Your assignment :: Count how many lines below include the word "CategoryRow". Answer with a number only.

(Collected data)
[Start of Attachment]

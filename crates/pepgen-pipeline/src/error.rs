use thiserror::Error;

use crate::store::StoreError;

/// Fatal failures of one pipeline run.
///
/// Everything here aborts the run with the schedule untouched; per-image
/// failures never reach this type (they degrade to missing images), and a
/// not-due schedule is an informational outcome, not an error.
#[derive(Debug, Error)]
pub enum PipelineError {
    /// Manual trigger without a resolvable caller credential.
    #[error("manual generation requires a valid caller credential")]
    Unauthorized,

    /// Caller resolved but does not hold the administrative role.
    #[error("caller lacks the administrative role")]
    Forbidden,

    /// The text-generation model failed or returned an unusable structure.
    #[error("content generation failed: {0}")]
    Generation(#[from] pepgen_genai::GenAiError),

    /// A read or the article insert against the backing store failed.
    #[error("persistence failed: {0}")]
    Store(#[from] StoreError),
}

[End of Attachment]
[Start of Attachment]

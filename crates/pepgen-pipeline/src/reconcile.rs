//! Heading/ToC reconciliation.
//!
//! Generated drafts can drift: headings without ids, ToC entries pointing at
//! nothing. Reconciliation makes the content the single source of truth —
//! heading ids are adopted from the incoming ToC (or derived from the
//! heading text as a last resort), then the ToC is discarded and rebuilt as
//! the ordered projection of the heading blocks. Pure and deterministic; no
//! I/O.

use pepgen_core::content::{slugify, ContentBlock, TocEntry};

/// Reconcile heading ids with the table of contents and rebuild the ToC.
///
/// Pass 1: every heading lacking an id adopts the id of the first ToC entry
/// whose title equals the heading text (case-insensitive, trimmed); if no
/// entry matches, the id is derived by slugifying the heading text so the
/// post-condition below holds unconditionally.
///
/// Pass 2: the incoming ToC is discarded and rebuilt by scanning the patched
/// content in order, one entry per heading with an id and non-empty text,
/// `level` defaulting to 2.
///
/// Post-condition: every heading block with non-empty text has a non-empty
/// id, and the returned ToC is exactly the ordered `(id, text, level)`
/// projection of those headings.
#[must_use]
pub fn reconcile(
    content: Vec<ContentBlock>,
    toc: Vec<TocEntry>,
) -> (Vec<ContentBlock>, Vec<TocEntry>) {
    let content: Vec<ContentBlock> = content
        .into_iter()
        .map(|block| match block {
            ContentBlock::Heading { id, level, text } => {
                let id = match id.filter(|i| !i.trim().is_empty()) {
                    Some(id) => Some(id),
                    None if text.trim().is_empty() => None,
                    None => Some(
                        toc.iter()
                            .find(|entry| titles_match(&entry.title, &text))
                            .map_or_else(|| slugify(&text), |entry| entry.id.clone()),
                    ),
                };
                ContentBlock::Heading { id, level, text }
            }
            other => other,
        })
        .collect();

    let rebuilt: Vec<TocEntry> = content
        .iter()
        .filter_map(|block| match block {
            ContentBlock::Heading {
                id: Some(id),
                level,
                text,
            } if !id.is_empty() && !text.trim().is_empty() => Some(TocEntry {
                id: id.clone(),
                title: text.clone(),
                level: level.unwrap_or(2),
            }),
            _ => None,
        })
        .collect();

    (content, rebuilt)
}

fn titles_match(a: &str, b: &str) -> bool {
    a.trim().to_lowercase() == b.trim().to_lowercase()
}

[End of Attachment]
[Start of Attachment]

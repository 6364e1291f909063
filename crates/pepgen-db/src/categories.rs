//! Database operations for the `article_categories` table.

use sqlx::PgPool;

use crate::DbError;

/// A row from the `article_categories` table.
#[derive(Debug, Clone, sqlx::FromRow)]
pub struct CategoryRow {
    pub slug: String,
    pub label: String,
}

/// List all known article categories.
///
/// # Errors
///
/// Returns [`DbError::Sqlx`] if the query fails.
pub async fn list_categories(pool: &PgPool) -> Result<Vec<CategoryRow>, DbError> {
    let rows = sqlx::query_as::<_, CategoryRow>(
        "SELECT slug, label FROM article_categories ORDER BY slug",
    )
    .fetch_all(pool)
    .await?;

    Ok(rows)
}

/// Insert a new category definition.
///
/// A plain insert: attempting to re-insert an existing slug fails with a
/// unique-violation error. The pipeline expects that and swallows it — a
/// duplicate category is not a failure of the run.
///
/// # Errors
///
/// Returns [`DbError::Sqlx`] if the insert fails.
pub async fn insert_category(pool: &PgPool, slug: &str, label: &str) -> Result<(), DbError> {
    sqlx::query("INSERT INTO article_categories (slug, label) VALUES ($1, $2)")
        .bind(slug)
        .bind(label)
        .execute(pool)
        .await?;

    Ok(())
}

[End of Attachment]

Response to this exercise :: 3